Это оказалось, действительно, совсем недалеко. Но часовая мастерская была самой настоящей, то есть с вывеской над подъездом старинного дома, большим окном на первом этаже из двойного толстого стекла, за которым виднелся старичок-еврей с лупой во лбу, склонившийся над столом под двумя яркими настольными лампами. За его спиной виднелся стеллаж с разными часами: стенными, каминными, будильниками.

Алексей Петрович с минуту постоял напротив окна, разглядывая старичка-еврея, но тот ни разу не поднял головы, усердно ковыряясь в чем-то, что было разложено у него на столе. «Идиотизм какой-то» — подумал Алексей Петрович, медленно поднимаясь на крыльцо из трех истертых каменных ступенек. Он открыл тяжелую дверь, выкрашенную суриком, и попал в полутемный тамбур, лишь слегка освещаемый тусклой лампочкой: здесь, видать, очень заботились об экономии электричества.

Пройдя тамбур, Алексей Петрович толкнул еще одну дверь — и над его головой раздался мелодичный звон колокольчика. Старичок-еврей, сидящий у окна и отделенный от посетителей деревянным барьером, поднял голову, сдвинул в сторону маленькую лупу и уставился выпуклыми глазами на вошедшего.

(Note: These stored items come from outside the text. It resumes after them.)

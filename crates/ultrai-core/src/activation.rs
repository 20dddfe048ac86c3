use std::collections::BTreeMap;

use tracing::{info, warn};

use ultrai_types::{ActivationPlan, ActivationSlot, SlotReason};

use crate::cocktails::CocktailSpec;
use crate::error::EngineError;

/// Minimum number of executable slots for a run to proceed.
pub const QUORUM: usize = 2;

#[derive(Debug, Clone)]
pub struct Activation {
    /// Executable slots only, in cocktail position order.
    pub slots: Vec<ActivationSlot>,
    /// The `02_activate` artifact.
    pub plan: ActivationPlan,
}

/// Intersects the cocktail with the READY set, pairing each primary with its
/// positional fallback. A slot whose primary is missing but whose fallback is
/// ready runs the fallback in both positions; a slot with neither is dropped.
pub fn plan_activation(
    ready: &[String],
    cocktail: &CocktailSpec,
) -> Result<Activation, EngineError> {
    let mut slots = Vec::new();
    let mut reasons = BTreeMap::new();

    for (primary, fallback) in cocktail.primaries.iter().zip(&cocktail.fallbacks) {
        if ready.contains(primary) {
            reasons.insert(primary.clone(), SlotReason::Active);
            slots.push(ActivationSlot {
                primary: primary.clone(),
                fallback: fallback.clone(),
                reason: SlotReason::Active,
            });
        } else if ready.contains(fallback) {
            reasons.insert(fallback.clone(), SlotReason::FallbackOnly);
            slots.push(ActivationSlot {
                primary: fallback.clone(),
                fallback: fallback.clone(),
                reason: SlotReason::FallbackOnly,
            });
        } else {
            warn!(model = %primary, "slot excluded: neither primary nor fallback is ready");
            reasons.insert(primary.clone(), SlotReason::NotReady);
        }
    }

    if slots.len() < QUORUM {
        return Err(EngineError::ActiveLlm(format!(
            "only {} of {} cocktail slots are executable; quorum is {QUORUM}",
            slots.len(),
            cocktail.primaries.len()
        )));
    }

    info!(
        cocktail = %cocktail.name,
        executable = slots.len(),
        "activation plan ready"
    );

    let plan = ActivationPlan {
        active_list: slots.iter().map(|s| s.primary.clone()).collect(),
        backup_list: slots.iter().map(|s| s.fallback.clone()).collect(),
        quorum: QUORUM,
        reasons,
    };
    Ok(Activation { slots, plan })
}

#[cfg(test)]
mod tests {
    use super::*;
    use crate::cocktails::cocktail;

    fn ready(models: &[&str]) -> Vec<String> {
        models.iter().map(|s| s.to_string()).collect()
    }

    #[test]
    fn all_primaries_ready_yields_active_slots() {
        let spec = cocktail("SPEEDY").expect("spec");
        let activation = plan_activation(&spec.primaries.clone(), &spec).expect("plan");
        assert_eq!(activation.slots.len(), 3);
        assert!(activation
            .slots
            .iter()
            .all(|s| s.reason == SlotReason::Active));
        assert_eq!(activation.plan.active_list, spec.primaries);
        assert_eq!(activation.plan.backup_list, spec.fallbacks);
        assert_eq!(activation.plan.quorum, 2);
    }

    #[test]
    fn missing_primary_promotes_its_fallback() {
        let spec = cocktail("SPEEDY").expect("spec");
        let mut available = spec.primaries.clone();
        available[0] = spec.fallbacks[0].clone();
        let activation = plan_activation(&available, &spec).expect("plan");
        let slot = &activation.slots[0];
        assert_eq!(slot.reason, SlotReason::FallbackOnly);
        assert_eq!(slot.primary, spec.fallbacks[0]);
        assert_eq!(slot.fallback, spec.fallbacks[0]);
        assert_eq!(
            activation.plan.reasons.get(&spec.fallbacks[0]),
            Some(&SlotReason::FallbackOnly)
        );
    }

    #[test]
    fn dead_slots_are_excluded_but_quorum_holds() {
        let spec = cocktail("SPEEDY").expect("spec");
        let available = ready(&[&spec.primaries[1], &spec.primaries[2]]);
        let activation = plan_activation(&available, &spec).expect("plan");
        assert_eq!(activation.slots.len(), 2);
        assert_eq!(
            activation.plan.reasons.get(&spec.primaries[0]),
            Some(&SlotReason::NotReady)
        );
    }

    #[test]
    fn low_pluralism_aborts_with_quorum_error() {
        let spec = cocktail("SPEEDY").expect("spec");
        let available = ready(&[&spec.primaries[0]]);
        let err = plan_activation(&available, &spec).unwrap_err();
        assert!(matches!(err, EngineError::ActiveLlm(_)));
        assert!(err.to_string().contains("quorum"));
    }
}
use std::sync::Mutex;

use ultrai_types::{ProgressStep, StepStatus};

/// In-memory ordered step table for one run. Step order is fixed once
/// inserted; status updates are monotonic (a terminal step never changes).
/// Shared between the coordinator, the scheduler's slot observer, and the
/// polling surface.
#[derive(Debug)]
pub struct ProgressBoard {
    steps: Mutex<Vec<ProgressStep>>,
}

impl ProgressBoard {
    pub fn new(labels: &[&str]) -> Self {
        Self {
            steps: Mutex::new(labels.iter().map(|label| ProgressStep::pending(*label)).collect()),
        }
    }

    /// Inserts steps immediately before `anchor`, preserving their given
    /// order. Used once the activation plan makes the per-slot steps known.
    pub fn insert_before(&self, anchor: &str, labels: &[String]) {
        let mut steps = self.steps.lock().expect("progress lock");
        let at = steps
            .iter()
            .position(|s| s.text == anchor)
            .unwrap_or(steps.len());
        for (offset, label) in labels.iter().enumerate() {
            steps.insert(at + offset, ProgressStep::pending(label.clone()));
        }
    }

    pub fn start(&self, label: &str) {
        self.advance(label, StepStatus::InProgress, None);
    }

    pub fn complete(&self, label: &str, ms: Option<u64>) {
        self.advance(label, StepStatus::Completed, ms);
    }

    pub fn fail(&self, label: &str, ms: Option<u64>) {
        self.advance(label, StepStatus::Failed, ms);
    }

    /// Marks every non-terminal in-progress step failed. Called when a run
    /// exits through an error path.
    pub fn fail_in_progress(&self) {
        let mut steps = self.steps.lock().expect("progress lock");
        for step in steps.iter_mut() {
            if step.status == StepStatus::InProgress {
                step.status = StepStatus::Failed;
            }
        }
    }

    fn advance(&self, label: &str, next: StepStatus, ms: Option<u64>) {
        let mut steps = self.steps.lock().expect("progress lock");
        let Some(step) = steps.iter_mut().find(|s| s.text == label) else {
            return;
        };
        if !step.status.can_advance_to(next) {
            return;
        }
        step.status = next;
        if let Some(ms) = ms {
            step.time = Some(format_duration(ms));
        }
        if next == StepStatus::Completed {
            step.progress = Some(100);
        }
    }

    /// Current steps plus the overall percentage. Failed steps count toward
    /// completion so a degraded run still converges to 100.
    pub fn snapshot(&self) -> (Vec<ProgressStep>, u8) {
        let steps = self.steps.lock().expect("progress lock").clone();
        let total = steps.len();
        let done = steps.iter().filter(|s| s.status.is_terminal()).count();
        let pct = if total == 0 {
            0
        } else {
            ((done * 100) / total) as u8
        };
        (steps, pct)
    }
}

fn format_duration(ms: u64) -> String {
    if ms < 1_000 {
        format!("{ms}ms")
    } else {
        format!("{:.1}s", ms as f64 / 1_000.0)
    }
}

#[cfg(test)]
mod tests {
    use super::*;

    #[test]
    fn steps_keep_insertion_order() {
        let board = ProgressBoard::new(&["init", "synthesis", "delivery"]);
        board.insert_before(
            "synthesis",
            &["R1 ← a".to_string(), "R1 ← b".to_string()],
        );
        let (steps, _) = board.snapshot();
        let labels: Vec<&str> = steps.iter().map(|s| s.text.as_str()).collect();
        assert_eq!(labels, vec!["init", "R1 ← a", "R1 ← b", "synthesis", "delivery"]);
    }

    #[test]
    fn status_updates_are_monotonic() {
        let board = ProgressBoard::new(&["step"]);
        board.complete("step", Some(1_500));
        board.start("step");
        board.fail("step", None);
        let (steps, _) = board.snapshot();
        assert_eq!(steps[0].status, StepStatus::Completed);
        assert_eq!(steps[0].time.as_deref(), Some("1.5s"));
        assert_eq!(steps[0].progress, Some(100));
    }

    #[test]
    fn unknown_labels_are_ignored() {
        let board = ProgressBoard::new(&["a"]);
        board.complete("missing", None);
        let (steps, pct) = board.snapshot();
        assert_eq!(steps.len(), 1);
        assert_eq!(pct, 0);
    }

    #[test]
    fn failed_steps_count_toward_progress() {
        let board = ProgressBoard::new(&["a", "b", "c", "d"]);
        board.complete("a", None);
        board.fail("b", None);
        let (_, pct) = board.snapshot();
        assert_eq!(pct, 50);
    }

    #[test]
    fn fail_in_progress_leaves_terminal_steps_alone() {
        let board = ProgressBoard::new(&["a", "b", "c"]);
        board.complete("a", None);
        board.start("b");
        board.fail_in_progress();
        let (steps, _) = board.snapshot();
        assert_eq!(steps[0].status, StepStatus::Completed);
        assert_eq!(steps[1].status, StepStatus::Failed);
        assert_eq!(steps[2].status, StepStatus::Pending);
    }

    #[test]
    fn sub_second_durations_render_in_millis() {
        let board = ProgressBoard::new(&["a"]);
        board.complete("a", Some(340));
        let (steps, _) = board.snapshot();
        assert_eq!(steps[0].time.as_deref(), Some("340ms"));
    }
}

Алексей Петрович неуверенно дотронулся рукой до полей шляпы и вымолвил несколько в нос, чувствуя, что ему совсем не хочется быть похожим на самого себя и говорить своим голосом:

— Добрый день, — прогнусавил Алексей Петрович с отвращением к самому себе.

— Здравствуйте, — откликнулся старичок, продолжая выжидательно смотреть на Алексея Петровича, может, совсем даже и не узнавая в нем Алексея Задонова, хотя наверняка не раз видел его в кинохронике. — Вы в починку?

— Э-эээ, в некотором роде… У меня… э-э… — и с этими невразумительными словами Алексей Петрович протянул старичку бумажку.

Тот взял бумажку, внимательно прочитал и, кивнув на дверь сбоку от Алексея Петровича, произнес довольно равнодушно:

— Вам уже туда. По коридору вторая дверь направо, — сунул бумажку в стол, опустил лупу на глаз и снова склонился над работой.

Алексей Петрович пожал плечами и несмело толкнул дверь, но она не подалась. Сзади послышался бесстрастный голос старичка-часовщика:

— На себя, пожалуйста, — и Алексей Петрович поспешно дернул дверь на себя — и она легко отворилась.

Точно, дальше, как он себе и представлял, шел коридор, но неожиданно просторный и светлый от сияющих под потолком нескольких белых стеклянных шаров. В глаза бросились вощеный паркетный пол, зеленая ковровая дорожка, чистые стены, выкрашенные почти до потолка салатовой масляной краской, зеленая полоса бордюра, а до уровня груди — дубовые панели. Ну и, наконец, четыре двери — по две с каждой стороны, обитые черным дерматином с толсто подложенной под него ватой. Все это напоминало коридоры министерств или Моссовета, но в миниатюре, а какими они были на Лубянке, Алексей Петрович не знал, ни разу там не побывав, но наверняка такими же.